Saved entries:
○ ○ ○

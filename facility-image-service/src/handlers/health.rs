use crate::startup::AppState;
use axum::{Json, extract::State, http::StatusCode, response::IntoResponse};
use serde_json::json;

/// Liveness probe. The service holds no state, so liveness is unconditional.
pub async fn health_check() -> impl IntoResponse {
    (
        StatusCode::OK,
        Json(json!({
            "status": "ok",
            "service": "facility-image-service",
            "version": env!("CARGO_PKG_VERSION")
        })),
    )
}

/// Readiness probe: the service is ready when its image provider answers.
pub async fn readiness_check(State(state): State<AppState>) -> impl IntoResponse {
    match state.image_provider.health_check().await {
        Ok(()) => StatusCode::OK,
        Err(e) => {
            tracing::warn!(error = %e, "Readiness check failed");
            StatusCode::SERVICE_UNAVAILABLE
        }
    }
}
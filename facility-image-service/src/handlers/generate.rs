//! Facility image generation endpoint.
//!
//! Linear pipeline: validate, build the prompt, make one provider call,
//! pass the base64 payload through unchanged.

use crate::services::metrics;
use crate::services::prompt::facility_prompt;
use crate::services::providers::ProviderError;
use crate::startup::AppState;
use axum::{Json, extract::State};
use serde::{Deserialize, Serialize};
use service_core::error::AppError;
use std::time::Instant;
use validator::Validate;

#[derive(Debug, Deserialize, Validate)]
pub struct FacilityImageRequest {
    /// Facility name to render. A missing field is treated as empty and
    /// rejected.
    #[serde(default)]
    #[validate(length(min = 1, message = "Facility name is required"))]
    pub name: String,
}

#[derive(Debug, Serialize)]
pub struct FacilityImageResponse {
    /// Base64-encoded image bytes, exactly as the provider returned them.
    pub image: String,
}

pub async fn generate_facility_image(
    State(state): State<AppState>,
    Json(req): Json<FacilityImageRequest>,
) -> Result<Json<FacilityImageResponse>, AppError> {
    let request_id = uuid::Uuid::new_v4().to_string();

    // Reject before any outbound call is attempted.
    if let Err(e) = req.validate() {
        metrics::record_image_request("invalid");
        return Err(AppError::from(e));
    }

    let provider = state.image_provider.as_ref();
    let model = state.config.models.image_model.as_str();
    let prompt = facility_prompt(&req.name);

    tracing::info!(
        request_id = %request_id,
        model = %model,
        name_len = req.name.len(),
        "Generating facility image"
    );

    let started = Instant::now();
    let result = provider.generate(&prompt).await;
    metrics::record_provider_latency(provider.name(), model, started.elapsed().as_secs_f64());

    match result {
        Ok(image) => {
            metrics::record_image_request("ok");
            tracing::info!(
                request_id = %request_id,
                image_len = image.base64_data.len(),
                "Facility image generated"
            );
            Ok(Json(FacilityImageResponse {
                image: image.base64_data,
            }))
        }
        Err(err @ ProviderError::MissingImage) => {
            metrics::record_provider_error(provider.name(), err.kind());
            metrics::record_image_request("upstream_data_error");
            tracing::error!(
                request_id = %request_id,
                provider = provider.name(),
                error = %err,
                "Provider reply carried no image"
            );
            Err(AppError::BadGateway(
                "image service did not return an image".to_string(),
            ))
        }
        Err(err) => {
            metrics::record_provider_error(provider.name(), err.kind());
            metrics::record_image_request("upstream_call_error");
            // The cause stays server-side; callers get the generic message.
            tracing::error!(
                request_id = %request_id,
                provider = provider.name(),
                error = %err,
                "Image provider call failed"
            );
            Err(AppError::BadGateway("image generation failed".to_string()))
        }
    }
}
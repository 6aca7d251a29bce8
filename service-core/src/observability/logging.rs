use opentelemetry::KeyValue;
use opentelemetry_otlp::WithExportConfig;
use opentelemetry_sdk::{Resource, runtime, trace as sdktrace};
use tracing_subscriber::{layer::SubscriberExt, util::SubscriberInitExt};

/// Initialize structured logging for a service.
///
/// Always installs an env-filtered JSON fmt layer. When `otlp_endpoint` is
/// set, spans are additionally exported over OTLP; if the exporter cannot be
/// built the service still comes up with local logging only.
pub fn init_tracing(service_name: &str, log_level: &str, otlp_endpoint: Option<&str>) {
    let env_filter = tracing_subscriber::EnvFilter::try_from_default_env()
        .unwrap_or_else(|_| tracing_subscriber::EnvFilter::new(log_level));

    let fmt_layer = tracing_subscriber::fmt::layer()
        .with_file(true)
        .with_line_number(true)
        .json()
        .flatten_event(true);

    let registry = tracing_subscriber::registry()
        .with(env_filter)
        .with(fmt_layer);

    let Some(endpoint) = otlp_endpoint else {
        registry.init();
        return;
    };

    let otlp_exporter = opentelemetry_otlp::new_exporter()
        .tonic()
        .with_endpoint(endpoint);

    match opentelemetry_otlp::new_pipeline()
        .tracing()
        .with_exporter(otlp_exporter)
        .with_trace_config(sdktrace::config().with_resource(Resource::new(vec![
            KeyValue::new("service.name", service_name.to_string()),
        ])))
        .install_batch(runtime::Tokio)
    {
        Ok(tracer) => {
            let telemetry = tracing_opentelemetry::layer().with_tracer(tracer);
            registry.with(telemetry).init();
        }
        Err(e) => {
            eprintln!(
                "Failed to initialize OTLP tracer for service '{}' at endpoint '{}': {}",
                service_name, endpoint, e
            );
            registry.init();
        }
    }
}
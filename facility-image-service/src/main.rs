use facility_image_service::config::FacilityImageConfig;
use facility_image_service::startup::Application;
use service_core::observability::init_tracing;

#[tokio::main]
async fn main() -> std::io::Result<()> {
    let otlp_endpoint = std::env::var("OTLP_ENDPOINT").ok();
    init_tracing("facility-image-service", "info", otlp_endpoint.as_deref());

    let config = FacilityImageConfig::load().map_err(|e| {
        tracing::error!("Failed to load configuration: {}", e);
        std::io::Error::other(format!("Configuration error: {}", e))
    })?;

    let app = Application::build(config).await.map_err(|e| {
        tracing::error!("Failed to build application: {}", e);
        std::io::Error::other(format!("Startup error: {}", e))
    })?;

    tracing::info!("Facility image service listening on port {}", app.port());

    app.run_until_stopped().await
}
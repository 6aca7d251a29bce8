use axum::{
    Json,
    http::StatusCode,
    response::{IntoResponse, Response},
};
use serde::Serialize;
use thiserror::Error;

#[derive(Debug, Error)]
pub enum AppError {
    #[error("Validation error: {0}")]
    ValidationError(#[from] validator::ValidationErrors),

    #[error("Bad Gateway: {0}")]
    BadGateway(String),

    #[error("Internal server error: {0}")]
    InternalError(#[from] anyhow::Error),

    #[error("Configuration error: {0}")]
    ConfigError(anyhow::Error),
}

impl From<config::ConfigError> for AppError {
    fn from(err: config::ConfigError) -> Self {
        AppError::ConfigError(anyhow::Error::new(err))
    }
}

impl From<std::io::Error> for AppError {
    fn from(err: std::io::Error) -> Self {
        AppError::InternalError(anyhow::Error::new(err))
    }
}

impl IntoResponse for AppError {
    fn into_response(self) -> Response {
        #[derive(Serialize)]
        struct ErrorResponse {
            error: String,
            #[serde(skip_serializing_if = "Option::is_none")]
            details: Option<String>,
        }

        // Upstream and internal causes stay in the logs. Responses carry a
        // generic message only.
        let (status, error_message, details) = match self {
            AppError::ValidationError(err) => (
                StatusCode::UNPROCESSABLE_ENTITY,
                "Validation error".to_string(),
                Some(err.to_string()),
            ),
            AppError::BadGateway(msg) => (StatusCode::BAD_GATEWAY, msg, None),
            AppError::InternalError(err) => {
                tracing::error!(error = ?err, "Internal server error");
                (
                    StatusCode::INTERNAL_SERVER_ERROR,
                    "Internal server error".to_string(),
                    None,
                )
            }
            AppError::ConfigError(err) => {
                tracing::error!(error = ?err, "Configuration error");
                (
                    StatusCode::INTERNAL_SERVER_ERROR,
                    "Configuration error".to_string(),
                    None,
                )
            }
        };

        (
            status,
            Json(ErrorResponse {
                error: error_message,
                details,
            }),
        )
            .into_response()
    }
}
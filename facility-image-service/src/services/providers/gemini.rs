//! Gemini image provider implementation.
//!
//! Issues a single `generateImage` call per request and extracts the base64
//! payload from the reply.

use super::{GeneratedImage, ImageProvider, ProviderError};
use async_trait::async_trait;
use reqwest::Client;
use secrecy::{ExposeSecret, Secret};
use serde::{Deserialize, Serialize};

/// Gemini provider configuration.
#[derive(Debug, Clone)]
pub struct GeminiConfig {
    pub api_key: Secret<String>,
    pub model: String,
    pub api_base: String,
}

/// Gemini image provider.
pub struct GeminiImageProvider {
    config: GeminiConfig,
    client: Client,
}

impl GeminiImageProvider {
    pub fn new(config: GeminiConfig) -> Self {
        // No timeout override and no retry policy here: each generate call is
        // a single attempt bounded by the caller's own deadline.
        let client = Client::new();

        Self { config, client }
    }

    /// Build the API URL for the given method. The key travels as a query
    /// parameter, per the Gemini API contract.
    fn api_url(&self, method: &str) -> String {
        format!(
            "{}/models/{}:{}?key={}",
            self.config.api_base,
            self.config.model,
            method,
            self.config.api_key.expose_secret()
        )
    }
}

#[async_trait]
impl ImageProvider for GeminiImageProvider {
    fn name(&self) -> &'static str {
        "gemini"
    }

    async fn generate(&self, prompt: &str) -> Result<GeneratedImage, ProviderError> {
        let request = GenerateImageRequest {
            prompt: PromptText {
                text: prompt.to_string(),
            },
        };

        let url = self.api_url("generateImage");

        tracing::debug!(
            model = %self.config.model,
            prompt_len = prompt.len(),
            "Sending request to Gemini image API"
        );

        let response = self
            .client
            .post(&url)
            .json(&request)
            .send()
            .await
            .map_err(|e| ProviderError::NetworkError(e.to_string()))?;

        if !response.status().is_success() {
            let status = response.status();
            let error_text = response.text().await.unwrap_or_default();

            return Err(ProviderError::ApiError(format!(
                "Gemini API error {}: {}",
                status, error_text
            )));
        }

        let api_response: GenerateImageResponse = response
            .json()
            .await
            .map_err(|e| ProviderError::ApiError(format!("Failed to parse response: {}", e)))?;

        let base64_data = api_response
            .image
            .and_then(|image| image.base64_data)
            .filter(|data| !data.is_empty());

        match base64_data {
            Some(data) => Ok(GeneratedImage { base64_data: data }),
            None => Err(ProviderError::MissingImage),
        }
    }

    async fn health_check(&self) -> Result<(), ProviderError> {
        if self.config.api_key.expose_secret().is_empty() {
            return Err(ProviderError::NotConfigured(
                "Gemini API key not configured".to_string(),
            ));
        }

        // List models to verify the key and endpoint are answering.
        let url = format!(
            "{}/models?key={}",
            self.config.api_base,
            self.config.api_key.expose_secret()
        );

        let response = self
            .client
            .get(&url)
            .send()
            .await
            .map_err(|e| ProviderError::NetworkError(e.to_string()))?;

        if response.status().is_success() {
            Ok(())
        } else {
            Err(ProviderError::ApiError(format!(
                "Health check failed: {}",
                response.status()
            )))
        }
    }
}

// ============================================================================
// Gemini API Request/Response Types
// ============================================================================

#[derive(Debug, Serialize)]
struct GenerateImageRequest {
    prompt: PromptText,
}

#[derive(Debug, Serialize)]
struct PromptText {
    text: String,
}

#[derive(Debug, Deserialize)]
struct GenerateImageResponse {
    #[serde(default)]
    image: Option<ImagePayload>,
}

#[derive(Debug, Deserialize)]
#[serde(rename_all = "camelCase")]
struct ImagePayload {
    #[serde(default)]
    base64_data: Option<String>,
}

○ ○ ○

Check each line in the entries above for the string "await", then give the number of matching lines alone.

**Task solution**
8